Guy Emerson Mount is an Assistant Professor of African American History at Auburn University. His work focuses on Black transnationalism, American empire, and the legacies of slavery. Previously he has conducted research on Black sexual politics, masculinity, interracial marriage, mixed race identities, Black religion, and Black radical politics. He has taught courses in African American history, reparations, American history, hip hop, world history, and colonialism. His current book manuscript “From Slavery to Empire: Colonization and Reconstruction in the Black Pacific” traces the complex movements of everyday Black workers as they encountered fellow colonized peoples in Hawai’i and the Philippines during the expansion of American empire abroad.
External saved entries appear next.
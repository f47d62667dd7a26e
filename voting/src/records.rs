//! Per-voter records and their byte encoding.

use crate::VotingError;
use hush_types::Timestamp;
use serde::de::DeserializeOwned;
use serde::{Deserialize, Serialize};

/// Participation record keyed by (voting, voter).
#[derive(Clone, Debug, Default, PartialEq, Eq, Serialize, Deserialize)]
pub struct VoterRecord {
    /// Flips false → true exactly once.
    pub has_voted: bool,
    pub whitelisted: bool,
    /// Assigned on whitelisting; caps the weight of a weighted ballot.
    pub voting_power: u32,
    pub voted_at: Option<Timestamp>,
}

/// Remaining quadratic budget keyed by (voting, voter).
///
/// Absent from the store until the voter receives a custom allocation,
/// spends, or is refunded; until then the voting's default applies.
#[derive(Clone, Copy, Debug, PartialEq, Eq, Serialize, Deserialize)]
pub struct CreditBalance {
    pub allocated: u32,
    pub remaining: u32,
    pub custom: bool,
}

impl CreditBalance {
    pub fn from_default(amount: u32) -> Self {
        Self {
            allocated: amount,
            remaining: amount,
            custom: false,
        }
    }

    pub fn custom(amount: u32) -> Self {
        Self {
            allocated: amount,
            remaining: amount,
            custom: true,
        }
    }
}

/// The plaintext side of a quadratic ballot.
#[derive(Clone, Debug, PartialEq, Eq, Serialize, Deserialize)]
pub struct VoteAllocation {
    /// Credits spent on each option.
    pub credits: Vec<u32>,
    /// Votes those credits buy: `isqrt(credits[i])`.
    pub votes: Vec<u32>,
    pub total_credits_used: u64,
    /// The voter's budget at the moment the ballot was cast.
    pub credits_allocated: u32,
}

pub(crate) fn encode<T: Serialize>(value: &T) -> Result<Vec<u8>, VotingError> {
    bincode::serialize(value).map_err(|e| VotingError::Codec(e.to_string()))
}

pub(crate) fn decode<T: DeserializeOwned>(bytes: &[u8]) -> Result<T, VotingError> {
    bincode::deserialize(bytes).map_err(|e| VotingError::Codec(e.to_string()))
}
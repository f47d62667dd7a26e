//! Time formatting helpers.

/// Format a duration in seconds to a human-readable string.
pub fn format_duration(secs: u64) -> String {
    if secs < 60 {
        format!("{}s", secs)
    } else if secs < 3600 {
        format!("{}m {}s", secs / 60, secs % 60)
    } else if secs < 86400 {
        format!("{}h {}m", secs / 3600, (secs % 3600) / 60)
    } else {
        format!("{}d {}h", secs / 86400, (secs % 86400) / 3600)
    }
}

#[cfg(test)]
mod tests {
    use super::*;

    #[test]
    fn formats_each_unit() {
        assert_eq!(format_duration(59), "59s");
        assert_eq!(format_duration(61), "1m 1s");
        assert_eq!(format_duration(3_600), "1h 0m");
        assert_eq!(format_duration(31_536_000), "365d 0h");
    }
}
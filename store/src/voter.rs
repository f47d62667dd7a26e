//! Voter record and public key storage trait.

use crate::StoreError;
use hush_types::{VoterAddress, VotingId};

/// Trait for per-(voting, voter) records and the voter public key registry.
pub trait VoterStore {
    fn get_voter(
        &self,
        voting: VotingId,
        voter: &VoterAddress,
    ) -> Result<Option<Vec<u8>>, StoreError>;

    /// All voter records of one voting.
    fn iter_voters(&self, voting: VotingId) -> Result<Vec<(VoterAddress, Vec<u8>)>, StoreError>;

    fn get_public_key(&self, voter: &VoterAddress) -> Result<Option<[u8; 32]>, StoreError>;
}
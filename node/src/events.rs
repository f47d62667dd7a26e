//! Fan-out of engine events to in-process subscribers.

use hush_voting::VotingEvent;

/// Synchronous fan-out event bus for voting events.
///
/// Listeners are invoked inline while the engine lock is held, so events are
/// delivered in commit order; keep handlers fast to avoid stalling ballots.
pub struct EventBus {
    listeners: Vec<Box<dyn Fn(&VotingEvent) + Send + Sync>>,
}

impl EventBus {
    pub fn new() -> Self {
        Self {
            listeners: Vec::new(),
        }
    }

    pub fn subscribe(&mut self, listener: Box<dyn Fn(&VotingEvent) + Send + Sync>) {
        self.listeners.push(listener);
    }

    pub fn emit(&self, event: &VotingEvent) {
        for listener in &self.listeners {
            listener(event);
        }
    }

    pub fn listener_count(&self) -> usize {
        self.listeners.len()
    }
}

/// A listener that writes every event as one JSON line on the
/// `hushvote::audit` tracing target.
pub fn audit_listener() -> Box<dyn Fn(&VotingEvent) + Send + Sync> {
    Box::new(|event| match serde_json::to_string(event) {
        Ok(json) => tracing::info!(target: "hushvote::audit", event = %json),
        Err(e) => tracing::warn!(target: "hushvote::audit", error = %e, "failed to encode event"),
    })
}

impl Default for EventBus {
    fn default() -> Self {
        Self::new()
    }
}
While earning his PhD at the University of Chicago, Professor Mount also co-founded the Reparations at UChicago Working Group that uncovered the university’s historical ties to slavery while organizing for reparations with community organizations on the South Side of Chicago. His next book project, inspired by this work, is a transnational history of reparations that explores the new global praxis of “transformative justice” in light of the historical development of the international Left. In the Fall of 2019 he will begin teaching #AuburnWorldHistoryBehindBars, an open-source classroom collaboration with incarcerated peoples inside the Staton Correctional Facility participating in the Alabama Prison Arts + Education Program. He has been writing for Black Perspectives since 2015. Follow him on Twitter @GuyEmersonMount.
Book Review Editor
Clayton Finn is a Ph.D. candidate at the University of Pittsburgh. He completed a BA in African American Studies and an MA in American Studies from California State University, Fullerton. His research explores the intersections of culture, race, and identity with specific focus on notions of gender and sexuality in African American respectability politics of the early twentieth century. He is interested in the impact of elites’ standards of gender, sexuality, and racial uplift theory on Black people’s lives and their participation in political activism. He is also interested in the transnational connotations and usage of the N-word across the African Diaspora.